One migrant named Abdulrahman Ali says that he had paid one set of smugglers the equivalent of around £250 to take him across the Sahara in the back of a pickup truck. The trip from Niger to Sebha, the biggest city in southern Libya, took four days, and when he got to Sebha he paid another gang a similar amount to drive him to Tripoli.
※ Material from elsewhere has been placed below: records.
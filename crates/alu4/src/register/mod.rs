//! 4-bit registers and the register codec.
//!
//! A [`Register`] is a fixed array of 4 [`Bit`]s with index 0 the most
//! significant bit. It is a `Copy` value type: units read their operands and
//! return a fresh register, so no stage can corrupt a caller's input.
//!
//! # Example
//!
//! ```
//! use alu4::Register;
//!
//! let r = Register::from_value(0xA).unwrap();
//! assert_eq!(r.to_string(), "1010");
//! assert_eq!(r.hex_digit(), 'A');
//! assert!(r.sign_bit().is_set());
//! ```

mod codec;

pub use codec::{binary_to_decimal, decimal_to_binary, hex_char_to_value, hex_digit, HEX_DIGITS};

use crate::error::Result;
use crate::gate::Bit;
use core::fmt;

/// Register width in bits.
pub const REG_SIZE: usize = 4;

/// A 4-bit register, most significant bit first.
#[derive(Clone, Copy, PartialEq, Eq, Hash, Default)]
#[cfg_attr(feature = "serde", derive(serde::Serialize))]
#[cfg_attr(feature = "serde", serde(transparent))]
pub struct Register([Bit; REG_SIZE]);

impl Register {
    /// All bits clear.
    pub const ZERO: Self = Self([Bit::ZERO; REG_SIZE]);

    /// `0001`
    pub const ONE: Self = Self([Bit::ZERO, Bit::ZERO, Bit::ZERO, Bit::ONE]);

    /// Largest unsigned value a register holds.
    pub const MAX_VALUE: u8 = 0xF;

    /// Builds a register from its bits, most significant first.
    #[inline]
    #[must_use]
    pub const fn from_bits(bits: [Bit; REG_SIZE]) -> Self {
        Self(bits)
    }

    /// Builds a register from an unsigned value.
    ///
    /// # Errors
    ///
    /// Returns [`AluError::OutOfRange`](crate::AluError::OutOfRange) if
    /// `value > 15`.
    pub fn from_value(value: u8) -> Result<Self> {
        decimal_to_binary(value as u32)
    }

    /// Builds a register from one uppercase hex character.
    ///
    /// # Errors
    ///
    /// Returns [`AluError::InvalidHexDigit`](crate::AluError::InvalidHexDigit)
    /// if `c` is not `0-9` / `A-F`.
    pub fn from_hex_char(c: char) -> Result<Self> {
        Self::from_value(hex_char_to_value(c)?)
    }

    /// The bits, most significant first.
    #[inline]
    #[must_use]
    pub const fn bits(self) -> [Bit; REG_SIZE] {
        self.0
    }

    /// Bit at `index` (0 = most significant), or `None` past the end.
    #[inline]
    #[must_use]
    pub fn bit(self, index: usize) -> Option<Bit> {
        self.0.get(index).copied()
    }

    /// The most significant bit, which is the two's-complement sign.
    #[inline]
    #[must_use]
    pub const fn sign_bit(self) -> Bit {
        self.0[0]
    }

    /// Unsigned value, `0..=15`.
    #[inline]
    #[must_use]
    pub fn value(self) -> u8 {
        binary_to_decimal(self)
    }

    /// Hex character of the unsigned value.
    #[must_use]
    pub fn hex_digit(self) -> char {
        HEX_DIGITS[self.value() as usize] as char
    }
}

impl From<[Bit; REG_SIZE]> for Register {
    fn from(bits: [Bit; REG_SIZE]) -> Self {
        Self(bits)
    }
}

impl fmt::Debug for Register {
    fn fmt(&self, f: &mut fmt::Formatter<'_>) -> fmt::Result {
        write!(f, "Register({})", self)
    }
}

impl fmt::Display for Register {
    fn fmt(&self, f: &mut fmt::Formatter<'_>) -> fmt::Result {
        for bit in self.0 {
            write!(f, "{}", bit)?;
        }
        Ok(())
    }
}
//! Element-wise AND and NOT units.

use crate::gate::{Bit, GatePrimitives};
use crate::register::{Register, REG_SIZE};

/// Bitwise logic unit.
pub struct BitwiseUnit;

impl BitwiseUnit {
    /// AND gate at each of the 4 positions; no carry.
    pub fn and<G>(gates: &G, a: Register, b: Register) -> Register
    where
        G: GatePrimitives + ?Sized,
    {
        let (a_bits, b_bits) = (a.bits(), b.bits());
        let result: [Bit; REG_SIZE] = core::array::from_fn(|i| gates.and(a_bits[i], b_bits[i]));
        Register::from_bits(result)
    }

    /// NOT gate at each of the 4 positions.
    pub fn not<G>(gates: &G, a: Register) -> Register
    where
        G: GatePrimitives + ?Sized,
    {
        Register::from_bits(a.bits().map(|bit| gates.not(bit)))
    }
}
Another detainee says that he'd paid the equivalent of £630 to be smuggled to Tripoli from Egypt. For those who want to continue their journey and head to Europe, the price tag is steeper. According to Suleiman, those who make the boat voyage from Libya to Italy will pay smugglers $5,000 (£3,095) for the dangerous journey, which usually takes place in an overcrowded boat with an inexperienced captain. This month alone, hundreds of migrants have died attempting the journey. On the 3rd of October, 359 died when a ship capsized off the coast of Lampedusa and 34 drowned in Maltese waters a few days later. Both ships departed from Libya.

Annoncering

A lion in Tripoli zoo

"It’s impossible to catch the smugglers," explains Suleiman as we walk back to his office. "They take the money then keep their distance – they’re never on the scene when we conduct a raid."

Suleiman and his men respond to calls from locals who tip them off when they see suspicious boats heading off from nearby beaches, and sometimes they detain as many as 150 migrants in a single raid. He says the situation is unsustainable and the high numbers of migrants flooding into the country are already overwhelming officials who are meant to be managing the problem.

"Sometimes we see the same illegal migrants being picked up by street patrols twice in one month," he says. "I’ve got no idea how they get back on the streets."

The recent series of migrant boat accidents has prompted Italian Prime Minister Enrico Letta to say he won’t let the Mediterranean become a "sea of death". Both Letta and the Maltese Prime Minister Joseph Muscat have asked for more EU funds and have called for the problem to be addressed at the next European Council meeting on October the 24th.

Sitting in the zoo’s office, Suleiman broods over the possible intervention from behind piles of paperwork and identification documents. He’s not optimistic but says he’ll welcome any efforts from outsiders to help secure the country’s borders. "We need planes, boats and off-road vehicles," he says. "If we get enough help, then maybe this place can go back to being a normal zoo again."